The two documents in this section relate to the exhibition Cartographies: 14 Artists from Latin America held at the Winnipeg Art Gallery (Manitoba, Canada) in 1993. In “Cartographies,” Brazilian curator and art critic Ivo Mesquita (born 1951) establishes that the key question explored by the exhibition is whether or not the construct of “Latin American art” could in fact adequately describe contemporary art produced in the continent. Furthermore, he considers the newly institutionalized role of the curator of contemporary art. Borrowing from the work of Brazilian psychoanalyst Suely Rolnik [Cartografia Sentimental, transformações contemporâneas do desejo (Porto Alegre: Editora Sulina/Universidade Federal do Rio Grande do Sul Editora, 1989) and Micropolitica: Cartografias do Desejo, Rolnik’s collaboration with Félix Guattari, (Petrópolis: Editora Vozes Ltda., 1985)], Mesquita proposes the concept of metaphorical cartography. He posits this as a productive working method that transcends map-making’s close association with the limitations of geopolitical boundaries, and he grounds his argument in the conceptual territories of desire, sensibility, and knowledge. As a curatorial proposal, Cartographies invokes an imaginary set of maps that delineate the relationships and circuits through which contemporary artists from Latin America—José Bedia and Marta María Pérez Bravo (Cuba), Germán Botero (Colombia) María Fernanda Cardoso (Colombian-born and Sydney-based), Gonzalo Díaz (Chile), Guillermo Kuitca (Argentina), and Alfred Wenemoser (Venezuela), among others—transform outmoded concepts of Latin American Art.

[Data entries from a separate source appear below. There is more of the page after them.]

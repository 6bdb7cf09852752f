// LLM Client Types
//
// `LlmDriver` is the transport seam: it sends one Responses API request and
// returns the decoded body. `LlmClient` wraps a driver with the fixed model
// and the rule that tools are only offered alongside a user prompt.

use async_trait::async_trait;
use serde::{Deserialize, Serialize};
use serde_json::Value;
use std::sync::Arc;

use crate::error::{RelayError, Result};
use crate::prompt::Prompt;
use crate::tool_types::ToolDefinition;

// ============================================================================
// Request / Response
// ============================================================================

/// Body of a Responses API request
#[derive(Debug, Clone, PartialEq, Serialize, Deserialize)]
pub struct ResponseRequest {
    pub model: String,
    pub input: Vec<Prompt>,
    #[serde(default, skip_serializing_if = "Option::is_none")]
    pub tools: Option<Vec<ToolDefinition>>,
}

impl ResponseRequest {
    /// Build a single-prompt request. Tools are attached only to user prompts,
    /// so a prompt that already carries a tool result cannot trigger another call.
    pub fn new(model: impl Into<String>, prompt: Prompt, tools: &[ToolDefinition]) -> Self {
        let tools = if prompt.is_user() {
            Some(tools.to_vec())
        } else {
            None
        };

        Self {
            model: model.into(),
            input: vec![prompt],
            tools,
        }
    }

    pub fn prompt(&self) -> Option<&Prompt> {
        self.input.first()
    }
}

/// Decoded Responses API body. Only `output` is interpreted.
#[derive(Debug, Clone, Default, Serialize, Deserialize)]
pub struct ResponseBody {
    #[serde(default)]
    pub output: Vec<Value>,
}

impl ResponseBody {
    pub fn into_first_output(self) -> Result<Value> {
        self.output
            .into_iter()
            .next()
            .ok_or(RelayError::EmptyCompletion)
    }
}

// ============================================================================
// LlmDriver Trait
// ============================================================================

/// Trait for LLM transports
///
/// Implementations handle provider-specific API calls and response decoding.
#[async_trait]
pub trait LlmDriver: Send + Sync {
    async fn create_response(&self, request: ResponseRequest) -> Result<ResponseBody>;
}

pub type BoxedLlmDriver = Arc<dyn LlmDriver>;

// ============================================================================
// LlmClient
// ============================================================================

/// Client bound to one model, constructed once at startup
#[derive(Clone)]
pub struct LlmClient {
    driver: BoxedLlmDriver,
    model: String,
}

impl LlmClient {
    pub fn new(driver: BoxedLlmDriver, model: impl Into<String>) -> Self {
        Self {
            driver,
            model: model.into(),
        }
    }

    /// Submit one prompt and return the first output item.
    ///
    /// Only the first item is surfaced even when the model returns several.
    pub async fn complete(&self, prompt: Prompt, tools: &[ToolDefinition]) -> Result<Value> {
        let request = ResponseRequest::new(self.model.clone(), prompt, tools);
        tracing::debug!(
            model = %self.model,
            role = request.prompt().map(Prompt::role).unwrap_or_default(),
            tools = request.tools.as_ref().map(Vec::len).unwrap_or(0),
            "Requesting completion"
        );

        let body = self.driver.create_response(request).await?;
        if body.output.len() > 1 {
            tracing::debug!(
                items = body.output.len(),
                "Discarding output items after the first"
            );
        }
        body.into_first_output()
    }
}

impl std::fmt::Debug for LlmClient {
    fn fmt(&self, f: &mut std::fmt::Formatter<'_>) -> std::fmt::Result {
        f.debug_struct("LlmClient")
            .field("model", &self.model)
            .finish()
    }
}

#[cfg(test)]
mod tests {
    use super::*;
    use crate::tool_types::FunctionTool;
    use serde_json::json;
    use std::sync::Mutex;

    struct RecordingDriver {
        requests: Mutex<Vec<ResponseRequest>>,
        output: Vec<Value>,
    }

    #[async_trait]
    impl LlmDriver for RecordingDriver {
        async fn create_response(&self, request: ResponseRequest) -> Result<ResponseBody> {
            self.requests.lock().unwrap().push(request);
            Ok(ResponseBody {
                output: self.output.clone(),
            })
        }
    }

    fn tools() -> Vec<ToolDefinition> {
        vec![ToolDefinition::Function(FunctionTool {
            name: "get_weather".to_string(),
            description: "Weather".to_string(),
            parameters: json!({"type": "object"}),
            strict: true,
        })]
    }

    #[test]
    fn test_user_prompt_carries_tools() {
        let request = ResponseRequest::new("gpt-4o-mini", Prompt::user("hi"), &tools());
        let value = serde_json::to_value(&request).unwrap();
        assert_eq!(value["model"], "gpt-4o-mini");
        assert_eq!(value["input"], json!([{"role": "user", "content": "hi"}]));
        assert_eq!(value["tools"][0]["name"], "get_weather");
    }

    #[test]
    fn test_system_prompt_omits_tools() {
        let request = ResponseRequest::new("gpt-4o-mini", Prompt::system("data"), &tools());
        assert!(request.tools.is_none());
        let value = serde_json::to_value(&request).unwrap();
        assert!(value.get("tools").is_none());
    }

    #[tokio::test]
    async fn test_complete_returns_first_output() {
        let driver = Arc::new(RecordingDriver {
            requests: Mutex::new(Vec::new()),
            output: vec![json!({"type": "message", "id": 1}), json!({"type": "message", "id": 2})],
        });
        let client = LlmClient::new(driver.clone(), "gpt-4o-mini");

        let item = client.complete(Prompt::user("hi"), &tools()).await.unwrap();
        assert_eq!(item, json!({"type": "message", "id": 1}));

        let requests = driver.requests.lock().unwrap();
        assert_eq!(requests.len(), 1);
        assert_eq!(requests[0].model, "gpt-4o-mini");
    }

    #[tokio::test]
    async fn test_complete_with_empty_output_fails() {
        let driver = Arc::new(RecordingDriver {
            requests: Mutex::new(Vec::new()),
            output: Vec::new(),
        });
        let client = LlmClient::new(driver, "gpt-4o-mini");

        let err = client.complete(Prompt::user("hi"), &[]).await.unwrap_err();
        assert!(matches!(err, RelayError::EmptyCompletion));
    }
}
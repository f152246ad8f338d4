//! Plain-text reconstruction manifest
//!
//! The manifest format is a contract, not free prose: field order and
//! presence are fixed, so downstream tooling can parse it.

use std::fmt::Write;

use chrono::{SecondsFormat, Utc};

use super::types::Part;

/// Render the reconstruction index for a completed split.
///
/// Lists the original file's name and size, the split timestamp, and one
/// line per numbered part with its generated filename, byte size, and
/// line range, followed by the fixed reconstruction steps.
pub fn generate_manifest(original_name: &str, original_size: usize, parts: &[Part]) -> String {
    let mut out = String::with_capacity(512 + parts.len() * 64);

    writeln!(out, "File Split Index").unwrap();
    writeln!(out, "================").unwrap();
    writeln!(out).unwrap();
    writeln!(out, "Original File: {}", original_name).unwrap();
    writeln!(out, "Original Size: {} bytes", original_size).unwrap();
    writeln!(
        out,
        "Split Date: {}",
        Utc::now().to_rfc3339_opts(SecondsFormat::Secs, true)
    )
    .unwrap();
    writeln!(out, "Total Parts: {}", parts.len()).unwrap();
    writeln!(out).unwrap();
    writeln!(out, "Parts:").unwrap();
    writeln!(out, "------").unwrap();

    for part in parts {
        writeln!(
            out,
            "{}. {} ({} bytes, Lines {}-{})",
            part.index,
            part.filename,
            part.content.len(),
            part.start_line,
            part.end_line
        )
        .unwrap();
    }

    writeln!(out).unwrap();
    writeln!(out, "Reconstruction:").unwrap();
    writeln!(out, "---------------").unwrap();
    writeln!(out, "1. Concatenate all parts in order").unwrap();
    writeln!(out, "2. Verify file size matches original").unwrap();
    writeln!(out, "3. Check content integrity").unwrap();

    out
}
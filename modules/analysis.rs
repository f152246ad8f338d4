//! Locally computed split commentary
//!
//! The surrounding layer normally asks a hosted text-generation service
//! for a JSON commentary object about a completed split. That output is
//! decorative; when the service is unreachable or returns something
//! unparsable, this fallback is substituted, built entirely from the
//! engine's own result.

use serde_json::{json, Value};

use crate::modules::splitter::SplitResult;

/// Build the fallback commentary object for a completed split.
///
/// Deterministic and offline: size distribution, an evenness label
/// derived from the balance score, and coarse speed/memory
/// classifications derived from total output size.
pub fn fallback_analysis(result: &SplitResult) -> Value {
    let sizes: Vec<usize> = result
        .parts
        .iter()
        .filter(|p| !p.is_index_manifest && p.error.is_none())
        .map(|p| p.content.len())
        .collect();

    let evenness = match result.stats.balance_score {
        s if s >= 90.0 => "very even",
        s if s >= 70.0 => "mostly even",
        s if s >= 40.0 => "uneven",
        _ => "highly uneven",
    };

    let speed = match result.total_size {
        0..=1_048_576 => "fast",
        1_048_577..=52_428_800 => "moderate",
        _ => "slow",
    };

    let memory = match result.total_size {
        0..=10_485_760 => "low",
        10_485_761..=104_857_600 => "moderate",
        _ => "high",
    };

    json!({
        "summary": format!(
            "Split produced {} parts totalling {} bytes",
            result.total_parts, result.total_size
        ),
        "size_distribution": sizes,
        "balance_score": result.stats.balance_score,
        "evenness": evenness,
        "performance": {
            "speed": speed,
            "memory": memory,
        },
    })
}
//! Example binary for the File Split Engine

use anyhow::Result;
use file_split_engine::{fallback_analysis, ContentSplitter, SplitOptions, SplitStrategy};

fn main() -> Result<()> {
    println!("File Split Engine v{}", file_split_engine::VERSION);

    let content = "alpha\nbravo\ncharlie\ndelta\necho\nfoxtrot\n";
    let options = SplitOptions {
        create_index: true,
        ..Default::default()
    };

    let splitter = ContentSplitter::new();
    let result = splitter.split(content, "phonetic.txt", &SplitStrategy::Lines(2), &options);

    println!(
        "Split {} bytes into {} parts (balance score {:.1})",
        content.len(),
        result.total_parts,
        result.stats.balance_score
    );

    for part in &result.parts {
        if part.is_index_manifest {
            println!("--- manifest: {} ---\n{}", part.filename, part.content);
        } else {
            println!(
                "{}: {:?} (bytes {}-{}, lines {}-{})",
                part.filename, part.content, part.start_byte, part.end_byte, part.start_line, part.end_line
            );
        }
    }

    println!(
        "Fallback analysis: {}",
        serde_json::to_string_pretty(&fallback_analysis(&result))?
    );

    Ok(())
}
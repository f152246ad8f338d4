//! Library for text content partitioning
//!
//! This library provides modules for:
//! - Splitting text blobs by line count, byte size, part count, or
//!   delimiter pattern, with byte/line provenance per part
//! - Deterministic part naming and an optional reconstruction manifest
//! - Balance statistics and a locally computed fallback commentary

pub mod analysis;
pub mod splitter;

// Re-export commonly used types and structs
pub use analysis::fallback_analysis;
pub use splitter::{
    BalanceStats, ContentSplitter, Part, SplitError, SplitOptions, SplitResult, SplitStrategy,
};
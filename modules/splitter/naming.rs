//! Deterministic output filename derivation for parts

use super::types::SplitOptions;

/// Build the output filename for one numbered part.
///
/// The original name is split into stem and extension at the last `.`;
/// the prefix is `custom_prefix` when set, the stem otherwise. With
/// `include_part_number` the index is appended as `_part` plus a number
/// zero-padded to at least two digits (wider when `total_parts` needs
/// it). Pure and deterministic; duplicate prefixes are the caller's
/// responsibility.
pub fn part_filename(
    original_name: &str,
    part_index: usize,
    total_parts: usize,
    options: &SplitOptions,
) -> String {
    let (stem, extension) = split_extension(original_name);
    let prefix = options.custom_prefix.as_deref().unwrap_or(stem);

    if options.include_part_number {
        let width = total_parts.to_string().len().max(2);
        format!("{}_part{:0width$}{}", prefix, part_index, extension)
    } else {
        format!("{}{}", prefix, extension)
    }
}

/// Filename for the reconstruction manifest, sharing the part prefix rule
pub fn index_filename(original_name: &str, options: &SplitOptions) -> String {
    let (stem, _) = split_extension(original_name);
    let prefix = options.custom_prefix.as_deref().unwrap_or(stem);
    format!("{}_index.txt", prefix)
}

fn split_extension(name: &str) -> (&str, &str) {
    match name.rfind('.') {
        Some(dot) => (&name[..dot], &name[dot..]),
        None => (name, ""),
    }
}
//! Engine boundary: validation, strategy dispatch, part assembly

use tracing::{debug, info, warn};

use super::balance;
use super::manifest::generate_manifest;
use super::naming::{index_filename, part_filename};
use super::strategies::{self, Segment, BOUNDARY_LOOKBACK};
use super::types::{Part, SplitError, SplitOptions, SplitResult, SplitStrategy};

/// Content partitioning engine.
///
/// A pure function of (content, strategy, options): no I/O, no state
/// between calls, safe to use from multiple threads. The caller keeps
/// ownership of the content; the engine only reads it.
pub struct ContentSplitter {
    lookback: usize,
}

impl ContentSplitter {
    /// Engine with the default newline-snap lookback window
    pub fn new() -> Self {
        Self {
            lookback: BOUNDARY_LOOKBACK,
        }
    }

    /// Engine with a custom lookback window, mainly for tests that want
    /// small, deterministic boundary-snap cases
    pub fn with_lookback(lookback: usize) -> Self {
        Self { lookback }
    }

    /// Validate a raw (method, value) request pair, then split.
    ///
    /// Validation failures are fatal and returned as
    /// [`SplitError::InvalidStrategy`] before any partitioning runs.
    pub fn split_request(
        &self,
        content: &str,
        original_name: &str,
        method: &str,
        value: &serde_json::Value,
        options: &SplitOptions,
    ) -> Result<SplitResult, SplitError> {
        let strategy = SplitStrategy::from_request(method, value)?;
        Ok(self.split(content, original_name, &strategy, options))
    }

    /// Split content with a pre-validated strategy.
    ///
    /// Always returns a `SplitResult`: empty content yields zero parts,
    /// and a strategy-internal failure is downgraded to a single
    /// error-flagged part so the layers above can still render something.
    pub fn split(
        &self,
        content: &str,
        original_name: &str,
        strategy: &SplitStrategy,
        options: &SplitOptions,
    ) -> SplitResult {
        if content.is_empty() {
            debug!("empty content, returning zero parts");
            return SplitResult::empty();
        }

        info!(
            "Splitting {} bytes with '{}' strategy",
            content.len(),
            strategy.method_name()
        );

        let segments = match self.run_strategy(content, strategy, options) {
            Ok(segments) => segments,
            Err(e) => {
                warn!("'{}' strategy failed: {}", strategy.method_name(), e);
                return failed_result(&e);
            }
        };

        self.assemble(content, original_name, segments, options)
    }

    fn run_strategy(
        &self,
        content: &str,
        strategy: &SplitStrategy,
        options: &SplitOptions,
    ) -> Result<Vec<Segment>, SplitError> {
        match strategy {
            SplitStrategy::Lines(n) => Ok(strategies::lines::split_by_lines(
                content,
                *n,
                options.overlap_lines,
            )),
            SplitStrategy::Size(bytes) => {
                Ok(strategies::bytes::split_by_size(content, *bytes, self.lookback))
            }
            SplitStrategy::Chunks(count) => {
                Ok(strategies::chunks::split_by_chunks(content, *count, self.lookback))
            }
            SplitStrategy::Pattern(expr) => strategies::pattern::split_by_pattern(content, expr),
        }
    }

    fn assemble(
        &self,
        content: &str,
        original_name: &str,
        segments: Vec<Segment>,
        options: &SplitOptions,
    ) -> SplitResult {
        let total = segments.len();
        let mut parts: Vec<Part> = segments
            .into_iter()
            .enumerate()
            .map(|(i, segment)| Part {
                filename: part_filename(original_name, i + 1, total, options),
                start_line: line_number(content, segment.start_byte),
                end_line: line_number(content, segment.end_byte),
                start_byte: segment.start_byte,
                end_byte: segment.end_byte,
                index: i + 1,
                is_index_manifest: false,
                error: None,
                content: segment.content,
            })
            .collect();

        let sizes: Vec<usize> = parts.iter().map(|p| p.content.len()).collect();
        let total_size: usize = sizes.iter().sum();
        let stats = balance::analyze(&sizes);

        if options.create_index {
            let manifest_text = generate_manifest(original_name, content.len(), &parts);
            parts.push(Part {
                content: manifest_text,
                filename: index_filename(original_name, options),
                start_line: 0,
                end_line: 0,
                start_byte: 0,
                end_byte: 0,
                index: 0,
                is_index_manifest: true,
                error: None,
            });
        }

        SplitResult {
            total_parts: total,
            total_size,
            stats,
            parts,
        }
    }
}

impl Default for ContentSplitter {
    fn default() -> Self {
        Self::new()
    }
}

/// 1-based line number at a byte offset: the count of newlines in the
/// content preceding it, plus one. Informational only; never used to
/// re-slice content.
fn line_number(content: &str, byte_offset: usize) -> usize {
    content.as_bytes()[..byte_offset]
        .iter()
        .filter(|&&b| b == b'\n')
        .count()
        + 1
}

/// Downgrade a partition failure to a result whose single part carries
/// the error message; callers treat this as a failed split, not a crash.
fn failed_result(error: &SplitError) -> SplitResult {
    SplitResult {
        parts: vec![Part {
            content: String::new(),
            filename: String::new(),
            start_line: 0,
            end_line: 0,
            start_byte: 0,
            end_byte: 0,
            index: 0,
            is_index_manifest: false,
            error: Some(error.to_string()),
        }],
        total_parts: 0,
        total_size: 0,
        stats: Default::default(),
    }
}

#[cfg(test)]
mod tests {
    use super::*;

    #[test]
    fn test_line_number_counts_preceding_newlines() {
        let content = "a\nb\nc";
        assert_eq!(line_number(content, 0), 1);
        assert_eq!(line_number(content, 2), 2);
        assert_eq!(line_number(content, 4), 3);
    }

    #[test]
    fn test_parts_carry_line_provenance() {
        let splitter = ContentSplitter::new();
        let result = splitter.split(
            "a\nb\nc\nd",
            "log.txt",
            &SplitStrategy::Lines(2),
            &SplitOptions::default(),
        );
        assert_eq!(result.parts[0].start_line, 1);
        assert_eq!(result.parts[0].end_line, 2);
        assert_eq!(result.parts[1].start_line, 3);
        assert_eq!(result.parts[1].end_line, 4);
    }

    #[test]
    fn test_indices_are_contiguous_from_one() {
        let splitter = ContentSplitter::new();
        let result = splitter.split(
            "x".repeat(100).as_str(),
            "data.bin.txt",
            &SplitStrategy::Chunks(4),
            &SplitOptions::default(),
        );
        let indices: Vec<usize> = result.parts.iter().map(|p| p.index).collect();
        assert_eq!(indices, vec![1, 2, 3, 4]);
    }

    #[test]
    fn test_pattern_failure_downgraded_to_error_part() {
        let splitter = ContentSplitter::new();
        let result = splitter.split(
            "some content",
            "log.txt",
            &SplitStrategy::Pattern("[unclosed".to_string()),
            &SplitOptions::default(),
        );
        assert!(result.is_failed());
        assert_eq!(result.total_parts, 0);
        assert_eq!(result.parts.len(), 1);
        assert!(result.parts[0]
            .error
            .as_deref()
            .unwrap()
            .contains("invalid delimiter pattern"));
    }

    #[test]
    fn test_empty_content_is_not_an_error() {
        let splitter = ContentSplitter::new();
        for strategy in [
            SplitStrategy::Lines(10),
            SplitStrategy::Size(2048),
            SplitStrategy::Chunks(3),
            SplitStrategy::Pattern("---".to_string()),
        ] {
            let result = splitter.split("", "log.txt", &strategy, &SplitOptions::default());
            assert_eq!(result.total_parts, 0);
            assert!(result.parts.is_empty());
            assert!(!result.is_failed());
        }
    }
}
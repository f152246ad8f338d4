//! # File Split Engine
//!
//! A library for partitioning an in-memory text blob into an ordered
//! sequence of parts:
//! - Four strategies: fixed line count (with trailing-line overlap),
//!   fixed byte size, exact part count, and delimiter pattern
//! - Byte and line provenance on every part
//! - Deterministic part naming and an optional reconstruction manifest
//! - Balance statistics and an offline fallback commentary
//!
//! ## Example Usage
//!
//! ```rust
//! use file_split_engine::{ContentSplitter, SplitOptions, SplitStrategy};
//!
//! let splitter = ContentSplitter::new();
//! let options = SplitOptions {
//!     create_index: true,
//!     ..Default::default()
//! };
//!
//! let result = splitter.split(
//!     "first\nsecond\nthird\nfourth",
//!     "notes.txt",
//!     &SplitStrategy::Lines(2),
//!     &options,
//! );
//!
//! assert_eq!(result.total_parts, 2);
//! assert_eq!(result.parts[0].filename, "notes_part01.txt");
//! assert!(result.parts.last().unwrap().is_index_manifest);
//! ```

// Include the modules from the modules directory
#[path = "../modules/mod.rs"]
pub mod modules;

// Re-export everything from modules for easy access
pub use modules::*;

// Re-export commonly used external types for convenience
pub use anyhow::{Context, Result};
pub use serde::{Deserialize, Serialize};

/// Version information for the library
pub const VERSION: &str = env!("CARGO_PKG_VERSION");

/// Library information
pub const DESCRIPTION: &str = env!("CARGO_PKG_DESCRIPTION");
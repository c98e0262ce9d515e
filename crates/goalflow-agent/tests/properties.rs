use std::sync::Arc;
use std::time::Duration;

use futures::future::BoxFuture;

use goalflow_agent::{ErrorKind, Orchestrator, TraceLog};
use goalflow_core::error::{GoalflowError, Result};
use goalflow_core::traits::ToolHandler;
use goalflow_core::types::{RunContext, ToolOutput};
use goalflow_test_utils::{sample_hits, RecordingWriter, ScriptedLookup};
use goalflow_tools::{CalcHandler, HandlerRegistry};

struct SleepyCalc;

impl ToolHandler for SleepyCalc {
    fn name(&self) -> &str {
        "calc"
    }

    fn handle<'a>(
        &'a self,
        _goal: &'a str,
        _context: &'a RunContext,
    ) -> BoxFuture<'a, Result<ToolOutput>> {
        Box::pin(async move {
            tokio::time::sleep(Duration::from_secs(600)).await;
            Err(GoalflowError::Handler {
                tool: "calc".into(),
                message: "overslept".into(),
            })
        })
    }
}

#[tokio::test]
async fn unknown_tool_terminates_for_every_bound() {
    for max in 1..=5u32 {
        let orchestrator = Orchestrator::builder(HandlerRegistry::new())
            .max_attempts(max)
            .build()
            .unwrap();

        let outcome = orchestrator.run("2+3*5", None).await;

        assert!(!outcome.accepted);
        assert_eq!(outcome.attempts, max);
        assert!(outcome.result.is_none());
        assert_eq!(outcome.errors.len(), max as usize);
        for (i, error) in outcome.errors.iter().enumerate() {
            assert_eq!(error.kind, ErrorKind::Dispatch);
            assert_eq!(error.message, "Unknown tool: calc");
            assert_eq!(error.cycle, i as u32);
        }
        // plan and interpret once, then one loop traversal per attempt.
        assert_eq!(outcome.steps.len(), 2 + 4 * max as usize);
        assert_eq!(outcome.steps.last().map(String::as_str), Some("decide"));
    }
}

#[tokio::test]
async fn acceptance_stops_the_loop() {
    let mut registry = HandlerRegistry::new();
    registry.register_handler(CalcHandler);
    let orchestrator = Orchestrator::builder(registry)
        .max_attempts(5)
        .build()
        .unwrap();

    let outcome = orchestrator.run("calculate 6 * 7", None).await;

    assert!(outcome.accepted);
    assert_eq!(outcome.attempts, 1);
    assert_eq!(outcome.steps.iter().filter(|s| *s == "execute").count(), 1);
    assert_eq!(outcome.steps.iter().filter(|s| *s == "decide").count(), 1);
}

#[tokio::test(start_paused = true)]
async fn handler_timeout_is_a_handler_error() {
    let mut registry = HandlerRegistry::new().with_max_timeout(1);
    registry.register_handler(SleepyCalc);
    let orchestrator = Orchestrator::builder(registry)
        .max_attempts(2)
        .build()
        .unwrap();

    let outcome = orchestrator.run("2*2", None).await;

    assert!(!outcome.accepted);
    assert_eq!(outcome.attempts, 2);
    assert_eq!(outcome.errors_of(ErrorKind::Handler).count(), 2);
    assert!(outcome.errors[0].message.contains("timeout"));
}

#[tokio::test]
async fn concurrent_runs_do_not_share_state() {
    let registry = HandlerRegistry::with_builtins(
        Arc::new(ScriptedLookup::always(sample_hits(1))),
        5,
        Arc::new(RecordingWriter::new()),
    );
    let orchestrator = Arc::new(Orchestrator::builder(registry).build().unwrap());

    let goals = ["1+1", "2*3", "find tokio", "10/4"];
    let runs = goals.iter().map(|goal| {
        let orchestrator = orchestrator.clone();
        async move { orchestrator.run(goal, None).await }
    });
    let outcomes = futures::future::join_all(runs).await;

    assert!(outcomes.iter().all(|o| o.accepted && o.attempts == 1));
    assert_eq!(outcomes[0].result.as_ref().and_then(ToolOutput::value), Some(2.0));
    assert_eq!(outcomes[1].result.as_ref().and_then(ToolOutput::value), Some(6.0));
    assert_eq!(outcomes[3].result.as_ref().and_then(ToolOutput::value), Some(2.5));

    let mut ids: Vec<&str> = outcomes.iter().map(|o| o.run_id.as_str()).collect();
    ids.sort_unstable();
    ids.dedup();
    assert_eq!(ids.len(), goals.len());
}

#[tokio::test]
async fn trace_log_records_every_step() {
    let dir = tempfile::tempdir().unwrap();
    let (trace, writer) = TraceLog::spawn(dir.path());

    let mut registry = HandlerRegistry::new();
    registry.register_handler(CalcHandler);
    let orchestrator = Orchestrator::builder(registry)
        .interceptor(Arc::new(trace))
        .build()
        .unwrap();

    let outcome = orchestrator.run("2+2", None).await;
    drop(orchestrator);
    writer.await.unwrap();

    let path = dir.path().join(format!("{}.jsonl", outcome.run_id));
    let content = std::fs::read_to_string(path).unwrap();
    let events: Vec<serde_json::Value> = content
        .lines()
        .map(|l| serde_json::from_str(l).unwrap())
        .collect();

    assert_eq!(events.len(), 2 + 2 * outcome.steps.len());
    assert_eq!(events[0]["event"], "run_started");
    assert_eq!(events.last().unwrap()["event"], "run_finished");
    assert_eq!(events.last().unwrap()["detail"]["accepted"], true);
}
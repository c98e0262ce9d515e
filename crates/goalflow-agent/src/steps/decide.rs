use futures::future::BoxFuture;
use tracing::debug;

use super::DECIDE;
use crate::graph::Step;
use crate::state::RunState;

/// Closes a cycle by counting it. The only place attempts move.
pub struct DecideStep;

impl Step for DecideStep {
    fn name(&self) -> &str {
        DECIDE
    }

    fn run<'a>(&'a self, state: &'a mut RunState) -> BoxFuture<'a, ()> {
        Box::pin(async move {
            state.advance_attempt();
            debug!(
                run_id = state.run_id(),
                attempts = state.attempts(),
                max_attempts = state.max_attempts(),
                accepted = state.accepted(),
                "Cycle closed"
            );
        })
    }
}

#[cfg(test)]
mod tests {
    use super::*;

    #[tokio::test]
    async fn counts_one_attempt() {
        let mut state = RunState::new("goal", 3);
        DecideStep.run(&mut state).await;
        DecideStep.run(&mut state).await;
        assert_eq!(state.attempts(), 2);
    }
}
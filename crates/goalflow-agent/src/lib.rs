//! Goal orchestration: a fixed step graph that routes a goal to one of the
//! registered handlers, evaluates the result, and retries with corrections
//! until it is accepted or the attempt bound is reached.

pub mod eval;
pub mod graph;
pub mod orchestrator;
pub mod state;
pub mod steps;
pub mod trace_log;
pub mod workflow;

pub use eval::{offline_evaluate, EvalCase};
pub use graph::{StepInterceptor, TracingInterceptor};
pub use orchestrator::{Orchestrator, OrchestratorBuilder};
pub use state::{ErrorKind, RunError, RunOutcome, RunState, DEFAULT_MAX_ATTEMPTS};
pub use steps::classify;
pub use trace_log::TraceLog;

For his part, Rio de Janeiro-based critic and curator Paulo Herkenhoff (born 1949) wittily crafts a useful postmodern narrative in “Incomplete Glossary of Sources of Latin American Art.” Using humor, sarcasm, and irony, Herkenhoff’s glossary of terms and ideas dismantles entrenched stereotypes, defines seminal concepts and historical personages, and makes essential connections relevant to contemporary Latin American art. Cartographies opened in Winnipeg in December of 1993 and travelled to Caracas, Bogotá, Ottawa, New York, and Madrid between 1994 and 1995. These translations by Stephen A. Berg are from the texts’ original publication [Ivo Mesquita, “Cartographies” and Paulo Herkenhoff, “Incomplete Glossary of Sources of Latin American Art,” in Cartographies, Jon Tupper ed., exh. cat. (Winnipeg, Manitoba: Winnipeg Art Gallery, 1993), 7–12 and 13–61].